Collected data entries:
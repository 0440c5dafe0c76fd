// ABOUTME: Constants module with domain-separated organization
// ABOUTME: Protocol vocabulary, parameter names, claim names, and cache namespaces
//
// Licensed under either of Apache License, Version 2.0 or MIT License at your option.

//! Constants module
//!
//! Fixed, versionless protocol vocabulary consumed by every other
//! component. Pure data; no side effects.

pub mod oauth;

pub use oauth::*;

/// Request parameter names defined by RFC 6749
pub mod params {
    /// Authorization code callback parameter
    pub const CODE: &str = "code";
    /// Implicit-flow callback parameter
    pub const ACCESS_TOKEN: &str = "access_token";
    /// CSRF state parameter
    pub const STATE: &str = "state";
    /// Error code carried on a failed callback
    pub const ERROR: &str = "error";
    /// Human-readable error detail on a failed callback
    pub const ERROR_DESCRIPTION: &str = "error_description";
    /// PKCE challenge sent with the authorization request
    pub const CODE_CHALLENGE: &str = "code_challenge";
    /// PKCE challenge method sent with the authorization request
    pub const CODE_CHALLENGE_METHOD: &str = "code_challenge_method";
    /// PKCE verifier presented at the token endpoint
    pub const CODE_VERIFIER: &str = "code_verifier";
    /// Client identifier
    pub const CLIENT_ID: &str = "client_id";
    /// Client secret
    pub const CLIENT_SECRET: &str = "client_secret";
    /// Grant type selector at the token endpoint
    pub const GRANT_TYPE: &str = "grant_type";
    /// Response type selector at the authorization endpoint
    pub const RESPONSE_TYPE: &str = "response_type";
    /// Redirect target registered by the client
    pub const REDIRECT_URI: &str = "redirect_uri";
    /// Requested scope list, space-delimited
    pub const SCOPE: &str = "scope";
    /// Resource-owner username for the password grant
    pub const USERNAME: &str = "username";
    /// Resource-owner password for the password grant
    pub const PASSWORD: &str = "password";
}

/// Claim names advertised in discovery metadata
pub mod claims {
    /// Reserved claim: token issuer
    pub const ISSUER: &str = "iss";
    /// Reserved claim: subject identifier
    pub const SUBJECT: &str = "sub";
    /// Reserved claim: audience
    pub const AUDIENCE: &str = "aud";
    /// Reserved claim: expiration time
    pub const EXPIRATION: &str = "exp";
    /// Reserved claim: issued-at time
    pub const ISSUED_AT: &str = "iat";
    /// Replay-protection nonce bound into the ID token
    pub const NONCE: &str = "nonce";
    /// Time the end-user authentication occurred
    pub const AUTH_TIME: &str = "auth_time";
    /// End-user username claim
    pub const USERNAME: &str = "username";
}

/// Cache key namespaces for engine-owned entries
pub mod cache_keys {
    /// Prefix for CSRF state entries, completed by the client id
    pub const STATE: &str = "ids:oauth2:state:";
}

/// Default TTL in seconds for a stored state nonce
pub const DEFAULT_STATE_TTL_SECS: u64 = 180;
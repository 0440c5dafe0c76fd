// ABOUTME: Classifies inbound requests as protocol callbacks vs. initiation requests
// ABOUTME: Keyed off the configured response type and the presence of its marker parameter
//
// Licensed under either of Apache License, Version 2.0 or MIT License at your option.

//! Callback classification
//!
//! Evaluated before any flow-specific processing so initiation and
//! callback requests never share a code path.

use crate::config::OAuthConfig;
use crate::constants::oauth::ResponseType;
use crate::constants::params;
use crate::pipeline::EndpointRequest;

/// Whether `request` is the callback leg of the configured flow.
///
/// For the `code` response type the marker is a non-empty `code`
/// parameter; for `token` it is a non-empty `access_token` parameter; any
/// other response type never has a callback leg.
#[must_use]
pub fn is_callback(request: &EndpointRequest, config: &OAuthConfig) -> bool {
    match config.response_type {
        ResponseType::Code => request.has_param(params::CODE),
        ResponseType::Token => request.has_param(params::ACCESS_TOKEN),
        ResponseType::None => false,
    }
}

#[cfg(test)]
mod tests {
    use super::*;
    use crate::constants::oauth::GrantType;

    fn config(response_type: ResponseType) -> OAuthConfig {
        OAuthConfig {
            response_type,
            grant_type: GrantType::AuthorizationCode,
            ..OAuthConfig::default()
        }
    }

    #[test]
    fn test_code_flow_requires_code_param() {
        let request = EndpointRequest::from_params([("code", "abc")]);
        assert!(is_callback(&request, &config(ResponseType::Code)));

        let empty = EndpointRequest::from_params([("code", "")]);
        assert!(!is_callback(&empty, &config(ResponseType::Code)));
    }

    #[test]
    fn test_token_flow_requires_access_token_param() {
        let request = EndpointRequest::from_params([("access_token", "tok")]);
        assert!(is_callback(&request, &config(ResponseType::Token)));
        assert!(!is_callback(
            &EndpointRequest::new(),
            &config(ResponseType::Token)
        ));
    }

    #[test]
    fn test_mismatched_marker_is_not_a_callback() {
        // Both markers present, but neither matches the configured type
        let request = EndpointRequest::from_params([("access_token", "tok")]);
        assert!(!is_callback(&request, &config(ResponseType::Code)));

        let request = EndpointRequest::from_params([("code", "abc")]);
        assert!(!is_callback(&request, &config(ResponseType::Token)));
    }

    #[test]
    fn test_none_response_type_never_a_callback() {
        let request = EndpointRequest::from_params([("code", "abc"), ("access_token", "tok")]);
        assert!(!is_callback(&request, &config(ResponseType::None)));
    }
}
// ABOUTME: Explicit engine context constructed once at startup and passed by reference
// ABOUTME: Replaces any global accessor; holds configuration, collaborators, and pipelines
//
// Licensed under either of Apache License, Version 2.0 or MIT License at your option.

//! Engine context
//!
//! One [`EngineContext`] is built at process start and torn down at
//! shutdown. It owns the server-wide configuration, the collaborator
//! handles, and the per-endpoint pipelines; request processing only ever
//! reads it. There is no implicit global state anywhere in the engine.

use crate::cache::{InMemoryStateCache, StateCache};
use crate::constants::oauth::ClientSecretAuthMethod;
use crate::constants::{cache_keys, DEFAULT_STATE_TTL_SECS};
use crate::errors::{EngineError, EngineResult};
use crate::oidc::KeySource;
use crate::pipeline::Pipeline;
use crate::scopes::ScopeRegistry;
use crate::session::{SessionManager, UserInfo};
use crate::state::StateManager;
use crate::upstream::UpstreamClient;
use crate::urls::UrlBuilder;
use std::sync::Arc;
use std::time::Duration;

/// Server-wide engine configuration
#[derive(Debug, Clone)]
pub struct EngineConfig {
    /// Client auth methods to advertise; empty or containing `All`
    /// advertises the full set
    pub client_secret_auth_methods: Vec<ClientSecretAuthMethod>,
    /// TTL applied to issued state nonces
    pub state_ttl: Duration,
    /// Namespace prefix for state cache keys
    pub state_cache_prefix: String,
}

impl Default for EngineConfig {
    fn default() -> Self {
        Self {
            client_secret_auth_methods: Vec::new(),
            state_ttl: Duration::from_secs(DEFAULT_STATE_TTL_SECS),
            state_cache_prefix: cache_keys::STATE.to_owned(),
        }
    }
}

/// One pipeline per protocol endpoint kind, composed at configuration time
#[derive(Clone, Default)]
pub struct EndpointPipelines {
    /// Wraps the authorization endpoint
    pub authorize: Pipeline<()>,
    /// Wraps the token endpoint
    pub token: Pipeline<()>,
    /// Wraps the userinfo endpoint
    pub userinfo: Pipeline<()>,
    /// Wraps the JWKS endpoint
    pub jwks: Pipeline<()>,
    /// Wraps the logout endpoint, carrying the user as payload
    pub logout: Pipeline<UserInfo>,
}

/// Shared, read-only context for all protocol endpoints
#[derive(Clone)]
pub struct EngineContext {
    config: EngineConfig,
    state: StateManager,
    urls: Arc<dyn UrlBuilder>,
    keys: Arc<dyn KeySource>,
    upstream: Arc<dyn UpstreamClient>,
    sessions: Arc<dyn SessionManager>,
    scopes: ScopeRegistry,
    pipelines: EndpointPipelines,
}

impl EngineContext {
    /// Start building a context
    #[must_use]
    pub fn builder() -> EngineContextBuilder {
        EngineContextBuilder::default()
    }

    /// Server-wide configuration
    #[must_use]
    pub fn config(&self) -> &EngineConfig {
        &self.config
    }

    /// State nonce manager bound to the configured cache
    #[must_use]
    pub fn state(&self) -> &StateManager {
        &self.state
    }

    /// URL-building collaborator
    #[must_use]
    pub fn urls(&self) -> &dyn UrlBuilder {
        self.urls.as_ref()
    }

    /// Identity key-service collaborator
    #[must_use]
    pub fn keys(&self) -> &dyn KeySource {
        self.keys.as_ref()
    }

    /// Upstream HTTP collaborator
    #[must_use]
    pub fn upstream(&self) -> &dyn UpstreamClient {
        self.upstream.as_ref()
    }

    /// Host session collaborator
    #[must_use]
    pub fn sessions(&self) -> &dyn SessionManager {
        self.sessions.as_ref()
    }

    /// Scope registry
    #[must_use]
    pub fn scopes(&self) -> &ScopeRegistry {
        &self.scopes
    }

    /// Per-endpoint pipelines
    #[must_use]
    pub fn pipelines(&self) -> &EndpointPipelines {
        &self.pipelines
    }
}

/// Builder assembling an [`EngineContext`] at startup
#[derive(Default)]
pub struct EngineContextBuilder {
    config: Option<EngineConfig>,
    cache: Option<Arc<dyn StateCache>>,
    urls: Option<Arc<dyn UrlBuilder>>,
    keys: Option<Arc<dyn KeySource>>,
    upstream: Option<Arc<dyn UpstreamClient>>,
    sessions: Option<Arc<dyn SessionManager>>,
    scopes: Option<ScopeRegistry>,
    pipelines: Option<EndpointPipelines>,
}

impl EngineContextBuilder {
    /// Server-wide configuration; defaults to [`EngineConfig::default`]
    #[must_use]
    pub fn config(mut self, config: EngineConfig) -> Self {
        self.config = Some(config);
        self
    }

    /// State cache backend; defaults to the in-memory cache
    #[must_use]
    pub fn cache(mut self, cache: Arc<dyn StateCache>) -> Self {
        self.cache = Some(cache);
        self
    }

    /// URL-building collaborator (required)
    #[must_use]
    pub fn urls(mut self, urls: Arc<dyn UrlBuilder>) -> Self {
        self.urls = Some(urls);
        self
    }

    /// Identity key-service collaborator (required)
    #[must_use]
    pub fn keys(mut self, keys: Arc<dyn KeySource>) -> Self {
        self.keys = Some(keys);
        self
    }

    /// Upstream HTTP collaborator; defaults to the reqwest client when
    /// the `upstream-reqwest` feature is enabled
    #[must_use]
    pub fn upstream(mut self, upstream: Arc<dyn UpstreamClient>) -> Self {
        self.upstream = Some(upstream);
        self
    }

    /// Host session collaborator (required)
    #[must_use]
    pub fn sessions(mut self, sessions: Arc<dyn SessionManager>) -> Self {
        self.sessions = Some(sessions);
        self
    }

    /// Scope registry; defaults to the standard OIDC scopes
    #[must_use]
    pub fn scopes(mut self, scopes: ScopeRegistry) -> Self {
        self.scopes = Some(scopes);
        self
    }

    /// Per-endpoint pipelines; default pipelines are empty
    #[must_use]
    pub fn pipelines(mut self, pipelines: EndpointPipelines) -> Self {
        self.pipelines = Some(pipelines);
        self
    }

    /// Assemble the context.
    ///
    /// # Errors
    ///
    /// Returns [`EngineError::InvalidConfiguration`] when a required
    /// collaborator was not supplied.
    pub fn build(self) -> EngineResult<EngineContext> {
        let config = self.config.unwrap_or_default();
        let cache = self
            .cache
            .unwrap_or_else(|| Arc::new(InMemoryStateCache::default()));
        let state = StateManager::new(cache, config.state_cache_prefix.clone());

        let urls = self.urls.ok_or_else(|| missing("a UrlBuilder"))?;
        let keys = self.keys.ok_or_else(|| missing("a KeySource"))?;
        let sessions = self.sessions.ok_or_else(|| missing("a SessionManager"))?;
        let upstream = match self.upstream {
            Some(upstream) => upstream,
            #[cfg(feature = "upstream-reqwest")]
            None => Arc::new(crate::upstream::HttpUpstreamClient::new()),
            #[cfg(not(feature = "upstream-reqwest"))]
            None => return Err(missing("an UpstreamClient")),
        };

        Ok(EngineContext {
            config,
            state,
            urls,
            keys,
            upstream,
            sessions,
            scopes: self.scopes.unwrap_or_default(),
            pipelines: self.pipelines.unwrap_or_default(),
        })
    }
}

fn missing(what: &str) -> EngineError {
    EngineError::InvalidConfiguration(format!("engine context requires {what}"))
}
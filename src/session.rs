// ABOUTME: Host session collaborator and the user payload carried through logout
// ABOUTME: The engine clears and invalidates sessions only through this contract
//
// Licensed under either of Apache License, Version 2.0 or MIT License at your option.

use crate::errors::EngineResult;
use crate::pipeline::EndpointRequest;
use serde::{Deserialize, Serialize};

/// Authenticated end-user snapshot carried as the logout pipeline payload
#[derive(Debug, Clone, Default, PartialEq, Eq, Serialize, Deserialize)]
pub struct UserInfo {
    /// Stable subject identifier
    pub id: String,
    /// Login name
    pub username: String,
}

impl UserInfo {
    /// Create a user snapshot
    #[must_use]
    pub fn new(id: impl Into<String>, username: impl Into<String>) -> Self {
        Self {
            id: id.into(),
            username: username.into(),
        }
    }
}

/// Host collaborator owning session storage and lifecycle.
///
/// The engine never touches session internals: logout resolves the
/// current user, removes the engine's user binding, and invalidates the
/// underlying session strictly through these three calls, in that order.
#[async_trait::async_trait]
pub trait SessionManager: Send + Sync {
    /// The user bound to the request's session, if any
    ///
    /// # Errors
    ///
    /// Returns an error if session storage cannot be read
    async fn user(&self, request: &EndpointRequest) -> EngineResult<Option<UserInfo>>;

    /// Remove the user binding from the request's session
    ///
    /// # Errors
    ///
    /// Returns an error if session storage cannot be written
    async fn remove_user(&self, request: &EndpointRequest) -> EngineResult<()>;

    /// Invalidate the underlying session itself
    ///
    /// # Errors
    ///
    /// Returns an error if the session cannot be invalidated
    async fn invalidate(&self, request: &EndpointRequest) -> EngineResult<()>;
}
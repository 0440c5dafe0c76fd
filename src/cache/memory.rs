// ABOUTME: In-memory state cache with LRU eviction and on-read TTL expiry
// ABOUTME: Default backend for hosts without an external cache, and for tests
//
// Licensed under either of Apache License, Version 2.0 or MIT License at your option.

use super::StateCache;
use crate::errors::EngineResult;
use lru::LruCache;
use std::num::NonZeroUsize;
use std::sync::Arc;
use std::time::{Duration, Instant};
use tokio::sync::RwLock;

/// A stored nonce with its expiry instant
#[derive(Debug, Clone)]
struct CacheEntry {
    value: String,
    expires_at: Instant,
}

impl CacheEntry {
    fn new(value: String, ttl: Duration) -> Self {
        Self {
            value,
            expires_at: Instant::now() + ttl,
        }
    }

    fn is_expired(&self) -> bool {
        Instant::now() >= self.expires_at
    }
}

/// In-memory cache with LRU eviction.
///
/// Expired entries are dropped on read rather than by a background task:
/// state nonces are short-lived and low-volume, so the LRU capacity bound
/// keeps the store from growing past stale entries.
#[derive(Clone)]
pub struct InMemoryStateCache {
    store: Arc<RwLock<LruCache<String, CacheEntry>>>,
}

impl InMemoryStateCache {
    /// Capacity used when the requested capacity is zero
    const DEFAULT_CAPACITY: NonZeroUsize = match NonZeroUsize::new(1024) {
        Some(n) => n,
        None => unreachable!(),
    };

    /// Create a cache bounded to `capacity` entries
    #[must_use]
    pub fn new(capacity: usize) -> Self {
        let capacity = NonZeroUsize::new(capacity).unwrap_or(Self::DEFAULT_CAPACITY);
        Self {
            store: Arc::new(RwLock::new(LruCache::new(capacity))),
        }
    }
}

impl Default for InMemoryStateCache {
    fn default() -> Self {
        Self::new(Self::DEFAULT_CAPACITY.get())
    }
}

#[async_trait::async_trait]
impl StateCache for InMemoryStateCache {
    async fn get(&self, key: &str) -> EngineResult<Option<String>> {
        let mut store = self.store.write().await;
        match store.get(key) {
            Some(entry) if !entry.is_expired() => return Ok(Some(entry.value.clone())),
            Some(_) => {}
            None => return Ok(None),
        }
        // Expired: drop the stale entry on the way out
        store.pop(key);
        Ok(None)
    }

    async fn put(&self, key: &str, value: &str, ttl: Duration) -> EngineResult<()> {
        let mut store = self.store.write().await;
        store.put(key.to_owned(), CacheEntry::new(value.to_owned(), ttl));
        Ok(())
    }

    async fn delete(&self, key: &str) -> EngineResult<()> {
        let mut store = self.store.write().await;
        store.pop(key);
        Ok(())
    }
}
// ABOUTME: Upstream HTTP collaborator contract with a default reqwest-backed client
// ABOUTME: GET/POST with a parameter map, bodies parsed into ProviderResponse mappings
//
// Licensed under either of Apache License, Version 2.0 or MIT License at your option.

//! Upstream HTTP collaborator
//!
//! Providers differ in which request method their endpoints accept, so
//! the method is threaded per call with GET as the default. Transport
//! stays behind the [`UpstreamClient`] trait; the reqwest-backed
//! [`HttpUpstreamClient`] is the stock implementation.

use crate::errors::EngineResult;
use crate::response::ProviderResponse;
use std::collections::HashMap;

/// Request method accepted by an upstream endpoint
#[derive(Debug, Clone, Copy, PartialEq, Eq, Default)]
pub enum EndpointMethod {
    /// HTTP GET with query parameters
    #[default]
    Get,
    /// HTTP POST with a form body
    Post,
}

/// Host-pluggable HTTP transport for upstream endpoint calls
#[async_trait::async_trait]
pub trait UpstreamClient: Send + Sync {
    /// Call `url` with `params`, optionally under `bearer`, and decode
    /// the response body into a key/value mapping
    ///
    /// # Errors
    ///
    /// Returns [`crate::errors::EngineError::UpstreamProtocol`] when the
    /// transport fails or the body cannot be decoded
    async fn request(
        &self,
        method: EndpointMethod,
        url: &str,
        params: &HashMap<String, String>,
        bearer: Option<&str>,
    ) -> EngineResult<ProviderResponse>;
}

#[cfg(feature = "upstream-reqwest")]
pub use http_client::HttpUpstreamClient;

#[cfg(feature = "upstream-reqwest")]
mod http_client {
    use super::{EndpointMethod, HashMap, ProviderResponse, UpstreamClient};
    use crate::errors::{EngineError, EngineResult};
    use reqwest::Client;

    /// Reqwest-backed upstream client
    #[derive(Debug, Clone, Default)]
    pub struct HttpUpstreamClient {
        client: Client,
    }

    impl HttpUpstreamClient {
        /// Create a client with reqwest defaults
        #[must_use]
        pub fn new() -> Self {
            Self::default()
        }

        /// Wrap an existing reqwest client (shared pools, proxies)
        #[must_use]
        pub const fn with_client(client: Client) -> Self {
            Self { client }
        }
    }

    #[async_trait::async_trait]
    impl UpstreamClient for HttpUpstreamClient {
        async fn request(
            &self,
            method: EndpointMethod,
            url: &str,
            params: &HashMap<String, String>,
            bearer: Option<&str>,
        ) -> EngineResult<ProviderResponse> {
            let request = match method {
                EndpointMethod::Get => self.client.get(url).query(params),
                EndpointMethod::Post => self.client.post(url).form(params),
            };
            let request = match bearer {
                Some(token) => request.bearer_auth(token),
                None => request,
            };

            let body = request
                .send()
                .await
                .map_err(|e| EngineError::UpstreamProtocol(format!("request to {url} failed: {e}")))?
                .text()
                .await
                .map_err(|e| {
                    EngineError::UpstreamProtocol(format!("reading response from {url} failed: {e}"))
                })?;

            ProviderResponse::from_json(&body)
        }
    }
}
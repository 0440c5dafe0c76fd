// ABOUTME: Scope registry feeding discovery advertisement
// ABOUTME: Ships the standard OIDC scopes; hosts may register their own
//
// Licensed under either of Apache License, Version 2.0 or MIT License at your option.

use serde::{Deserialize, Serialize};

/// A named scope with its human-readable description
#[derive(Debug, Clone, PartialEq, Eq, Serialize, Deserialize)]
pub struct Scope {
    /// Wire code requested by clients
    pub code: String,
    /// Description shown on consent screens
    pub description: String,
}

impl Scope {
    /// Create a scope
    #[must_use]
    pub fn new(code: impl Into<String>, description: impl Into<String>) -> Self {
        Self {
            code: code.into(),
            description: description.into(),
        }
    }
}

/// Registry of scopes the provider advertises and accepts
#[derive(Debug, Clone)]
pub struct ScopeRegistry {
    scopes: Vec<Scope>,
}

impl Default for ScopeRegistry {
    /// The standard OIDC scope set
    fn default() -> Self {
        Self {
            scopes: vec![
                Scope::new("openid", "OpenID Connect authentication"),
                Scope::new("profile", "Basic profile claims"),
                Scope::new("email", "Email address and verification status"),
                Scope::new("phone", "Phone number and verification status"),
                Scope::new("address", "Postal address"),
            ],
        }
    }
}

impl ScopeRegistry {
    /// Empty registry for hosts that define every scope themselves
    #[must_use]
    pub fn empty() -> Self {
        Self { scopes: Vec::new() }
    }

    /// Register a scope; a duplicate code replaces the earlier entry
    pub fn register(&mut self, scope: Scope) {
        if let Some(existing) = self.scopes.iter_mut().find(|s| s.code == scope.code) {
            *existing = scope;
        } else {
            self.scopes.push(scope);
        }
    }

    /// Ordered scope codes for `scopes_supported`
    #[must_use]
    pub fn codes(&self) -> Vec<String> {
        self.scopes.iter().map(|s| s.code.clone()).collect()
    }

    /// All registered scopes
    #[must_use]
    pub fn scopes(&self) -> &[Scope] {
        &self.scopes
    }
}

#[cfg(test)]
mod tests {
    use super::*;

    #[test]
    fn test_default_registry_leads_with_openid() {
        let codes = ScopeRegistry::default().codes();
        assert_eq!(codes[0], "openid");
        assert!(codes.contains(&"profile".to_owned()));
    }

    #[test]
    fn test_register_replaces_duplicate_code() {
        let mut registry = ScopeRegistry::default();
        let before = registry.codes().len();
        registry.register(Scope::new("email", "Primary email"));
        assert_eq!(registry.codes().len(), before);

        registry.register(Scope::new("fitness:read", "Read fitness data"));
        assert_eq!(registry.codes().len(), before + 1);
    }
}
// ABOUTME: Typed error taxonomy for the protocol engine with HTTP status mapping
// ABOUTME: Every failure propagates synchronously as one of these variants, no retries
//
// Licensed under either of Apache License, Version 2.0 or MIT License at your option.

//! # Engine error taxonomy
//!
//! Five failure kinds cover the protocol surface:
//!
//! - [`EngineError::InvalidConfiguration`] — the grant/response legality
//!   matrix was violated; fatal at setup, the flow never starts.
//! - [`EngineError::IllegalState`] — CSRF state mismatch on a callback;
//!   fatal for the request, possible attack or expired session.
//! - [`EngineError::UpstreamProtocol`] — a provider returned an error or an
//!   empty response; surfaced with the provider context preserved.
//! - [`EngineError::PipelineBlocked`] — a pre-handle hook vetoed the
//!   request before the endpoint body ran.
//! - [`EngineError::InvalidJwks`] — malformed key-set material.
//!
//! The host transport translates a variant into an HTTP status and body via
//! [`EngineError::http_status`]. The engine itself never catches and
//! retries: no partial state is committed on failure.

use thiserror::Error;

/// Unified error type for the protocol engine
#[derive(Debug, Error)]
pub enum EngineError {
    /// Configuration legality violated; the flow must not start
    #[error("invalid oauth configuration: {0}")]
    InvalidConfiguration(String),

    /// CSRF state mismatch or missing state binding
    #[error("illegal state: {0}")]
    IllegalState(String),

    /// Provider returned an error or an empty/invalid response
    #[error("upstream protocol error: {0}")]
    UpstreamProtocol(String),

    /// A pipeline pre-handle hook vetoed the request
    #[error("pipeline blocked the request: {0}")]
    PipelineBlocked(String),

    /// Key-set material is malformed or missing required fields
    #[error("invalid jwks material: {0}")]
    InvalidJwks(String),

    /// Collaborator failure that is none of the protocol kinds
    #[error("internal engine error: {0}")]
    Internal(String),
}

impl EngineError {
    /// HTTP status the host transport should translate this error into
    #[must_use]
    pub const fn http_status(&self) -> u16 {
        match self {
            Self::IllegalState(_) => 400,
            Self::PipelineBlocked(_) => 403,
            Self::UpstreamProtocol(_) => 502,
            Self::InvalidConfiguration(_) | Self::InvalidJwks(_) | Self::Internal(_) => 500,
        }
    }

    /// Short machine-readable code for structured logging and error bodies
    #[must_use]
    pub const fn code(&self) -> &'static str {
        match self {
            Self::InvalidConfiguration(_) => "INVALID_CONFIGURATION",
            Self::IllegalState(_) => "ILLEGAL_STATE",
            Self::UpstreamProtocol(_) => "UPSTREAM_PROTOCOL_ERROR",
            Self::PipelineBlocked(_) => "PIPELINE_BLOCKED",
            Self::InvalidJwks(_) => "INVALID_JWKS",
            Self::Internal(_) => "INTERNAL_ERROR",
        }
    }
}

impl From<serde_json::Error> for EngineError {
    fn from(error: serde_json::Error) -> Self {
        Self::Internal(error.to_string())
    }
}

/// Result type alias for engine operations
pub type EngineResult<T> = Result<T, EngineError>;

Work item:
Look over the entries for "PipelineBlocked", then copy every line that includes that string.

Exercise output:
//! - [`EngineError::PipelineBlocked`] — a pre-handle hook vetoed the
    PipelineBlocked(String),
            Self::PipelineBlocked(_) => 403,
            Self::PipelineBlocked(_) => "PIPELINE_BLOCKED",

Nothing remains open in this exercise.